◆ **Try it**
Please write out each entry below exactly as it appears.
───── Data to examine ─────
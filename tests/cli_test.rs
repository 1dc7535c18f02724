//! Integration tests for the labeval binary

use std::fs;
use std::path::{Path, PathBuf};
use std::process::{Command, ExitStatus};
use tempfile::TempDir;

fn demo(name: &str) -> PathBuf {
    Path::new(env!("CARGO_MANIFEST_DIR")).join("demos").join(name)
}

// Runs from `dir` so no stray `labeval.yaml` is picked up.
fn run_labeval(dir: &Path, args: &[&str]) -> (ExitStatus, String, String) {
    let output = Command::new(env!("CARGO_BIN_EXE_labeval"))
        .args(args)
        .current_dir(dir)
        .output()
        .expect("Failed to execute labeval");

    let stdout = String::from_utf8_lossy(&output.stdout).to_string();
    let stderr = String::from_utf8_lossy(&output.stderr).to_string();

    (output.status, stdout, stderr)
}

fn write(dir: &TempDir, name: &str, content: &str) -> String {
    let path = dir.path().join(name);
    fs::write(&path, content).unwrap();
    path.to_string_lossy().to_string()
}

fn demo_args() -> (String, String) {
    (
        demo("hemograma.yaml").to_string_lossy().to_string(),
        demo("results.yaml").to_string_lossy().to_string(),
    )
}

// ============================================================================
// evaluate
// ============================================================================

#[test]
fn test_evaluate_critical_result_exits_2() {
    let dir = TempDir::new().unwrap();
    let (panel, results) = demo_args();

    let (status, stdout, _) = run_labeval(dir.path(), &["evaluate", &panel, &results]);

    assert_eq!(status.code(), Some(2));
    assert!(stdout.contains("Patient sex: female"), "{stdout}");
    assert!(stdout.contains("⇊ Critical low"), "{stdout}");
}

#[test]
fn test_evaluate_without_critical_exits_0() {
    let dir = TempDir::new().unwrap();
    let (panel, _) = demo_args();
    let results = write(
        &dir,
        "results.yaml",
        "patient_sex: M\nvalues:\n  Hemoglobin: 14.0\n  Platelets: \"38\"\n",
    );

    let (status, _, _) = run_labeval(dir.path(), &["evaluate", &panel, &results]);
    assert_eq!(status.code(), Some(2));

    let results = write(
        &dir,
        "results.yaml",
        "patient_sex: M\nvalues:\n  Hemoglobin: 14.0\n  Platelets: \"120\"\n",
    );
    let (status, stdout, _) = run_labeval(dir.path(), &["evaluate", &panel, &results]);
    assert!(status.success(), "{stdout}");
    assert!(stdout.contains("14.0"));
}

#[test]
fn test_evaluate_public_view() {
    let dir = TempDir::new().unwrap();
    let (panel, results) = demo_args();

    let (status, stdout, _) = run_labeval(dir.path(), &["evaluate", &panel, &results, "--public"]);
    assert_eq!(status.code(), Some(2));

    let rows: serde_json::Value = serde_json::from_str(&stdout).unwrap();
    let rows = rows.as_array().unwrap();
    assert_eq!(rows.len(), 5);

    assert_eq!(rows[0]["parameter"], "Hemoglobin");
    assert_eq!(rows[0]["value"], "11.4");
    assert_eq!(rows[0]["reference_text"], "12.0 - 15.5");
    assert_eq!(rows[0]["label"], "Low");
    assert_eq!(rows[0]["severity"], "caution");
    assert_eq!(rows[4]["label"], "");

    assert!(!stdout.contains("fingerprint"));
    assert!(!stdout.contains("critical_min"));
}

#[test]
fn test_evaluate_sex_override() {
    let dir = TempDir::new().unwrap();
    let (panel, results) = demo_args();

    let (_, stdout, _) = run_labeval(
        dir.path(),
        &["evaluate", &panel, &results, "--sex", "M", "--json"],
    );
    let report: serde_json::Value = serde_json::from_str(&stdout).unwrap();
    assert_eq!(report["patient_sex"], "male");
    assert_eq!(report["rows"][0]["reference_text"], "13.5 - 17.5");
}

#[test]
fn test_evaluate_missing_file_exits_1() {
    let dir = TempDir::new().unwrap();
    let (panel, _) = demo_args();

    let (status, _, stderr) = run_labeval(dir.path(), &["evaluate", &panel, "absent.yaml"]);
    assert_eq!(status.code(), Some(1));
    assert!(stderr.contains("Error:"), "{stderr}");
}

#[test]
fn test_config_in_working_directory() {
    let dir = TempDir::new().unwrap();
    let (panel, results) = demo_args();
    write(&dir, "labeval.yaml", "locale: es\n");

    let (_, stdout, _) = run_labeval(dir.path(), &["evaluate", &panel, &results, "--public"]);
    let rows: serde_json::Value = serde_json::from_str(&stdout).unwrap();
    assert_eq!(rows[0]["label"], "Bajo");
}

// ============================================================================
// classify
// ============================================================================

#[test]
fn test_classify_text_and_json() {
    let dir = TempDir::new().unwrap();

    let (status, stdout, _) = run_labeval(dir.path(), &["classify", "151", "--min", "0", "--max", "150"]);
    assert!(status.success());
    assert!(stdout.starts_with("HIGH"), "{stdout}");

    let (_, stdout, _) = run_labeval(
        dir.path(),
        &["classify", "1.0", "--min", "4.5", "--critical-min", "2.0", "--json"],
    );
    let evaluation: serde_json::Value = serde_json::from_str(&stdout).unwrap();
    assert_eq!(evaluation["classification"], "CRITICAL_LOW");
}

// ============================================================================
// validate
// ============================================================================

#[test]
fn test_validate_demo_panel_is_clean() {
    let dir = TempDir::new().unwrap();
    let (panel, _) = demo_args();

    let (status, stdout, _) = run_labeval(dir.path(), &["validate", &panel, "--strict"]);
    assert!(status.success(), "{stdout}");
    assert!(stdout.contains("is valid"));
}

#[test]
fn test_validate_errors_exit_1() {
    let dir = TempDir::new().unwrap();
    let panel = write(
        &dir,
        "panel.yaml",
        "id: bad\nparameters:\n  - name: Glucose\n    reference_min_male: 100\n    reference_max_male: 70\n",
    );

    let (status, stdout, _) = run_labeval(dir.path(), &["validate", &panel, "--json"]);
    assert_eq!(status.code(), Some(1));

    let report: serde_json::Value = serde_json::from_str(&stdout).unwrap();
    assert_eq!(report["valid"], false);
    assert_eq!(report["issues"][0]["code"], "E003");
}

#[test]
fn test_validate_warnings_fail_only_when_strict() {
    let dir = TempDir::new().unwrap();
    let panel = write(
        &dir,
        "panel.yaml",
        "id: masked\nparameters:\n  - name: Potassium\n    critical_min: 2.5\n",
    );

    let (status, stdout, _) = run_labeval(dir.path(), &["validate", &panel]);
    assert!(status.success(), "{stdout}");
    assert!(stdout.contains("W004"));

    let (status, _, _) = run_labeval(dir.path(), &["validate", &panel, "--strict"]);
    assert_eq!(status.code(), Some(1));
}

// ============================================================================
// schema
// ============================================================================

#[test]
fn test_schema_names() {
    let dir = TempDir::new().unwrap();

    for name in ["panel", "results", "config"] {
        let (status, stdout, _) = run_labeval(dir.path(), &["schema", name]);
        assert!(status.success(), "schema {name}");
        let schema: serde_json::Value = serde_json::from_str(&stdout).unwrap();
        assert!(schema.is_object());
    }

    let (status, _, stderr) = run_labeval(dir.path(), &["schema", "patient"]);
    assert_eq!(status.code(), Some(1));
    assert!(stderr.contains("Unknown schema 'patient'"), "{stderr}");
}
─────
◆ **Response below**
filename tests/cli_test.rs
repository 1dc7535c18f02724
//! Integration tests for the labeval binary

use std::fs;
use std::path::{Path, PathBuf};
use std::process::{Command, ExitStatus};
use tempfile::TempDir;

fn demo(name: &str) -> PathBuf {
    Path::new(env!("CARGO_MANIFEST_DIR")).join("demos").join(name)
}

// Runs from `dir` so no stray `labeval.yaml` is picked up.
fn run_labeval(dir: &Path, args: &[&str]) -> (ExitStatus, String, String) {
    let output = Command::new(env!("CARGO_BIN_EXE_labeval"))
        .args(args)
        .current_dir(dir)
        .output()
        .expect("Failed to execute labeval");

    let stdout = String::from_utf8_lossy(&output.stdout).to_string();
    let stderr = String::from_utf8_lossy(&output.stderr).to_string();

    (output.status, stdout, stderr)
}

fn write(dir: &TempDir, name: &str, content: &str) -> String {
    let path = dir.path().join(name);
    fs::write(&path, content).unwrap();
    path.to_string_lossy().to_string()
}

fn demo_args() -> (String, String) {
    (
        demo("hemograma.yaml").to_string_lossy().to_string(),
        demo("results.yaml").to_string_lossy().to_string(),
    )
}

// ============================================================================
// evaluate
// ============================================================================

#[test]
fn test_evaluate_critical_result_exits_2() {
    let dir = TempDir::new().unwrap();
    let (panel, results) = demo_args();

    let (status, stdout, _) = run_labeval(dir.path(), &["evaluate", &panel, &results]);

    assert_eq!(status.code(), Some(2));
    assert!(stdout.contains("Patient sex: female"), "{stdout}");
    assert!(stdout.contains("⇊ Critical low"), "{stdout}");
}

#[test]
fn test_evaluate_without_critical_exits_0() {
    let dir = TempDir::new().unwrap();
    let (panel, _) = demo_args();
    let results = write(
        &dir,
        "results.yaml",
        "patient_sex: M\nvalues:\n  Hemoglobin: 14.0\n  Platelets: \"38\"\n",
    );

    let (status, _, _) = run_labeval(dir.path(), &["evaluate", &panel, &results]);
    assert_eq!(status.code(), Some(2));

    let results = write(
        &dir,
        "results.yaml",
        "patient_sex: M\nvalues:\n  Hemoglobin: 14.0\n  Platelets: \"120\"\n",
    );
    let (status, stdout, _) = run_labeval(dir.path(), &["evaluate", &panel, &results]);
    assert!(status.success(), "{stdout}");
    assert!(stdout.contains("14.0"));
}

#[test]
fn test_evaluate_public_view() {
    let dir = TempDir::new().unwrap();
    let (panel, results) = demo_args();

    let (status, stdout, _) = run_labeval(dir.path(), &["evaluate", &panel, &results, "--public"]);
    assert_eq!(status.code(), Some(2));

    let rows: serde_json::Value = serde_json::from_str(&stdout).unwrap();
    let rows = rows.as_array().unwrap();
    assert_eq!(rows.len(), 5);

    assert_eq!(rows[0]["parameter"], "Hemoglobin");
    assert_eq!(rows[0]["value"], "11.4");
    assert_eq!(rows[0]["reference_text"], "12.0 - 15.5");
    assert_eq!(rows[0]["label"], "Low");
    assert_eq!(rows[0]["severity"], "caution");
    assert_eq!(rows[4]["label"], "");

    assert!(!stdout.contains("fingerprint"));
    assert!(!stdout.contains("critical_min"));
}

#[test]
fn test_evaluate_sex_override() {
    let dir = TempDir::new().unwrap();
    let (panel, results) = demo_args();

    let (_, stdout, _) = run_labeval(
        dir.path(),
        &["evaluate", &panel, &results, "--sex", "M", "--json"],
    );
    let report: serde_json::Value = serde_json::from_str(&stdout).unwrap();
    assert_eq!(report["patient_sex"], "male");
    assert_eq!(report["rows"][0]["reference_text"], "13.5 - 17.5");
}

#[test]
fn test_evaluate_missing_file_exits_1() {
    let dir = TempDir::new().unwrap();
    let (panel, _) = demo_args();

    let (status, _, stderr) = run_labeval(dir.path(), &["evaluate", &panel, "absent.yaml"]);
    assert_eq!(status.code(), Some(1));
    assert!(stderr.contains("Error:"), "{stderr}");
}

#[test]
fn test_config_in_working_directory() {
    let dir = TempDir::new().unwrap();
    let (panel, results) = demo_args();
    write(&dir, "labeval.yaml", "locale: es\n");

    let (_, stdout, _) = run_labeval(dir.path(), &["evaluate", &panel, &results, "--public"]);
    let rows: serde_json::Value = serde_json::from_str(&stdout).unwrap();
    assert_eq!(rows[0]["label"], "Bajo");
}

// ============================================================================
// classify
// ============================================================================

#[test]
fn test_classify_text_and_json() {
    let dir = TempDir::new().unwrap();

    let (status, stdout, _) = run_labeval(dir.path(), &["classify", "151", "--min", "0", "--max", "150"]);
    assert!(status.success());
    assert!(stdout.starts_with("HIGH"), "{stdout}");

    let (_, stdout, _) = run_labeval(
        dir.path(),
        &["classify", "1.0", "--min", "4.5", "--critical-min", "2.0", "--json"],
    );
    let evaluation: serde_json::Value = serde_json::from_str(&stdout).unwrap();
    assert_eq!(evaluation["classification"], "CRITICAL_LOW");
}

// ============================================================================
// validate
// ============================================================================

#[test]
fn test_validate_demo_panel_is_clean() {
    let dir = TempDir::new().unwrap();
    let (panel, _) = demo_args();

    let (status, stdout, _) = run_labeval(dir.path(), &["validate", &panel, "--strict"]);
    assert!(status.success(), "{stdout}");
    assert!(stdout.contains("is valid"));
}

#[test]
fn test_validate_errors_exit_1() {
    let dir = TempDir::new().unwrap();
    let panel = write(
        &dir,
        "panel.yaml",
        "id: bad\nparameters:\n  - name: Glucose\n    reference_min_male: 100\n    reference_max_male: 70\n",
    );

    let (status, stdout, _) = run_labeval(dir.path(), &["validate", &panel, "--json"]);
    assert_eq!(status.code(), Some(1));

    let report: serde_json::Value = serde_json::from_str(&stdout).unwrap();
    assert_eq!(report["valid"], false);
    assert_eq!(report["issues"][0]["code"], "E003");
}

#[test]
fn test_validate_warnings_fail_only_when_strict() {
    let dir = TempDir::new().unwrap();
    let panel = write(
        &dir,
        "panel.yaml",
        "id: masked\nparameters:\n  - name: Potassium\n    critical_min: 2.5\n",
    );

    let (status, stdout, _) = run_labeval(dir.path(), &["validate", &panel]);
    assert!(status.success(), "{stdout}");
    assert!(stdout.contains("W004"));

    let (status, _, _) = run_labeval(dir.path(), &["validate", &panel, "--strict"]);
    assert_eq!(status.code(), Some(1));
}

// ============================================================================
// schema
// ============================================================================

#[test]
fn test_schema_names() {
    let dir = TempDir::new().unwrap();

    for name in ["panel", "results", "config"] {
        let (status, stdout, _) = run_labeval(dir.path(), &["schema", name]);
        assert!(status.success(), "schema {name}");
        let schema: serde_json::Value = serde_json::from_str(&stdout).unwrap();
        assert!(schema.is_object());
    }

    let (status, _, stderr) = run_labeval(dir.path(), &["schema", "patient"]);
    assert_eq!(status.code(), Some(1));
    assert!(stderr.contains("Unknown schema 'patient'"), "{stderr}");
}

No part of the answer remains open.